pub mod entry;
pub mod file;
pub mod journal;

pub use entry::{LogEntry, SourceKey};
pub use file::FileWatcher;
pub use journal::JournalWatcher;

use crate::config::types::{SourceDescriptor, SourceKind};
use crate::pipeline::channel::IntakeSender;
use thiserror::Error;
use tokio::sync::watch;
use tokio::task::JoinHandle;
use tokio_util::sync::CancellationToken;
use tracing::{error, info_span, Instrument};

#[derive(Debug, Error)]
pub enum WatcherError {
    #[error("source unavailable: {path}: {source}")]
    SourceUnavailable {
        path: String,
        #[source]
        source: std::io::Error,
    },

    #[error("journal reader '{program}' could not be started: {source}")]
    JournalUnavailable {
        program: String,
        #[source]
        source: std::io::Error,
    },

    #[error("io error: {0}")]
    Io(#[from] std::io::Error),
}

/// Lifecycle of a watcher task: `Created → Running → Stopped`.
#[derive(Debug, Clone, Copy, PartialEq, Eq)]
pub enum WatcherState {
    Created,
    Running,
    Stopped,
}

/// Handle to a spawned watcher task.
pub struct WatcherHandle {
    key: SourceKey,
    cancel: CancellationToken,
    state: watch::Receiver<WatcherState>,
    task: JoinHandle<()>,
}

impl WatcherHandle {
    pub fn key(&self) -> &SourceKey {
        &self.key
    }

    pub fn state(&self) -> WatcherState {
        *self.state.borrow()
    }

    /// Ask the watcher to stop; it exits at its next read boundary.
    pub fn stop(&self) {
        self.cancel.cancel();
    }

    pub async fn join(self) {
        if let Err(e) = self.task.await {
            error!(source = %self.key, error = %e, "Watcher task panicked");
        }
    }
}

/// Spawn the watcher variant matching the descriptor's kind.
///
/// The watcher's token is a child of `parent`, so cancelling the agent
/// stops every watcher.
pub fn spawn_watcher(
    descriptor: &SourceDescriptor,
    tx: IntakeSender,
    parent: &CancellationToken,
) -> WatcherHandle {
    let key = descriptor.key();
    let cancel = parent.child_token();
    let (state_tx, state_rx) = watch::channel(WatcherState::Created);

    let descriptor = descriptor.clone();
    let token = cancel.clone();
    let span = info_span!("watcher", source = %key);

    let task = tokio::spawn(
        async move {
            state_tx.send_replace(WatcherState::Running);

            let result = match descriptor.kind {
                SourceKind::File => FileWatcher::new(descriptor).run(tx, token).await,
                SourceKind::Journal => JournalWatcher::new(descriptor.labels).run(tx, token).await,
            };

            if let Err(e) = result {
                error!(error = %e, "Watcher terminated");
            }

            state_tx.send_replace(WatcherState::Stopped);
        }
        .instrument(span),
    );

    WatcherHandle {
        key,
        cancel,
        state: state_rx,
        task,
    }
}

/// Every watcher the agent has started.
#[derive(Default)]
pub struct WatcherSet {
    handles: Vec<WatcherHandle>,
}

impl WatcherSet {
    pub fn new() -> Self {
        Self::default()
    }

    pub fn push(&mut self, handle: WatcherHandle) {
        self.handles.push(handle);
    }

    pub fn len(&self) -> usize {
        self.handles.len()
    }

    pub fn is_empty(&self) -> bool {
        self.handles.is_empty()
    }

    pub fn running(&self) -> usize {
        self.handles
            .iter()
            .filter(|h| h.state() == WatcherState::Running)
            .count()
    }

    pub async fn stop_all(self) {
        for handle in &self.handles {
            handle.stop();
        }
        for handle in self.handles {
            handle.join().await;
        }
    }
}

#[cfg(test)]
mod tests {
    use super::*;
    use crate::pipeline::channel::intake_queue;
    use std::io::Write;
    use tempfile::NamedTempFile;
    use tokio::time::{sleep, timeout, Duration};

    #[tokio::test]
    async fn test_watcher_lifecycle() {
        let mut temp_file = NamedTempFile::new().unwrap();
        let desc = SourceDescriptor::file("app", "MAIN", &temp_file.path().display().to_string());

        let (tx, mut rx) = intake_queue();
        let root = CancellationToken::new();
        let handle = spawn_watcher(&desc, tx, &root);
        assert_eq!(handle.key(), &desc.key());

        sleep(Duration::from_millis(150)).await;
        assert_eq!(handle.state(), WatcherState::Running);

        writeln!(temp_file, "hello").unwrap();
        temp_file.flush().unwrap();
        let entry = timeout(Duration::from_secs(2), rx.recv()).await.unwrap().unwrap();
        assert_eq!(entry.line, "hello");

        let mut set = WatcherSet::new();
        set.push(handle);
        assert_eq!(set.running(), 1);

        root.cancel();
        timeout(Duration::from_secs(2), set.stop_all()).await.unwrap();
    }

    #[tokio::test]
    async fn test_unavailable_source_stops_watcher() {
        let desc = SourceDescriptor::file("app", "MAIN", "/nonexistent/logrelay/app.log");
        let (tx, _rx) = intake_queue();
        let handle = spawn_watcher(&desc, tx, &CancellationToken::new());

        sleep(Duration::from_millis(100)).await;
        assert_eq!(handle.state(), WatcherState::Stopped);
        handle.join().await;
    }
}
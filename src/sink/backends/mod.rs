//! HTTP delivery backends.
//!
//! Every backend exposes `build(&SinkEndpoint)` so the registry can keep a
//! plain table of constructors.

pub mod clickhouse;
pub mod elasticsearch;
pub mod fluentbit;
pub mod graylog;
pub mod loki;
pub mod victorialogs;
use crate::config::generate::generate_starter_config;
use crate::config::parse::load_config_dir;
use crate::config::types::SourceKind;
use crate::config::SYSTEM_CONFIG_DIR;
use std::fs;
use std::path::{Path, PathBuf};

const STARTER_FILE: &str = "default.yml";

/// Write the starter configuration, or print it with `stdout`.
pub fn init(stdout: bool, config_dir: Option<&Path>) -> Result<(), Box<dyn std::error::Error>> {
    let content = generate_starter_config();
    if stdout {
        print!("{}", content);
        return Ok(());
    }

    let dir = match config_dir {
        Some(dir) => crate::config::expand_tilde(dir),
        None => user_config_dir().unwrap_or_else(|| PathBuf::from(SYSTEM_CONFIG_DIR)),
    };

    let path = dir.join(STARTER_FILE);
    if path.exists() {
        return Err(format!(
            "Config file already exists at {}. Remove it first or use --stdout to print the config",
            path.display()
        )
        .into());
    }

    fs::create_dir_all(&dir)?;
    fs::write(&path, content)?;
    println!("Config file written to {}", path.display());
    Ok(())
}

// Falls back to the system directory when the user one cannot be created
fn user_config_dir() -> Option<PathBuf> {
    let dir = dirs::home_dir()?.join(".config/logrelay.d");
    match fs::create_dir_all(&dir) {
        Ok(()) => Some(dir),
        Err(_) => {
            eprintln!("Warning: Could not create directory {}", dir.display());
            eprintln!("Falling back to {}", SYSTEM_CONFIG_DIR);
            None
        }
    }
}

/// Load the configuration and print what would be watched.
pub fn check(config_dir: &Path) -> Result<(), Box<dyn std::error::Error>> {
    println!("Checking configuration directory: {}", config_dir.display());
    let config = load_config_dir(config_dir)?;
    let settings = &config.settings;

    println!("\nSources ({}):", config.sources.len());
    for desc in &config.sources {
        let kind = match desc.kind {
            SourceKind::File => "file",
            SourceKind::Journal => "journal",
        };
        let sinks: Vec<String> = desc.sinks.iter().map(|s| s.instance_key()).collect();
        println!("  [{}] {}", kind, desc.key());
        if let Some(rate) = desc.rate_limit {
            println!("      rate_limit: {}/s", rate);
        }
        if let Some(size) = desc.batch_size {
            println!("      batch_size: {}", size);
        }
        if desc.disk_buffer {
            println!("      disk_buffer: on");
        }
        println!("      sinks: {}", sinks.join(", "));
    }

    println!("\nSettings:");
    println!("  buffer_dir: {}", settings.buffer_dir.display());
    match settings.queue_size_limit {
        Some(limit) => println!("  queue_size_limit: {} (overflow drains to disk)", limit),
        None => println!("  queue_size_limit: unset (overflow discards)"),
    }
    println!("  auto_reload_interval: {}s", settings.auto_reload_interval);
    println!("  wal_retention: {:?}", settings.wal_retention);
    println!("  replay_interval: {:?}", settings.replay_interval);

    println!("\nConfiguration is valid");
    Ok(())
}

+---+

- [Task goal]:
Scan the listing above for the word "handles" and copy every line that holds it.

- [Finished task]:
    handles: Vec<WatcherHandle>,
        self.handles.push(handle);
        self.handles.len()
        self.handles.is_empty()
        self.handles
        for handle in &self.handles {
        for handle in self.handles {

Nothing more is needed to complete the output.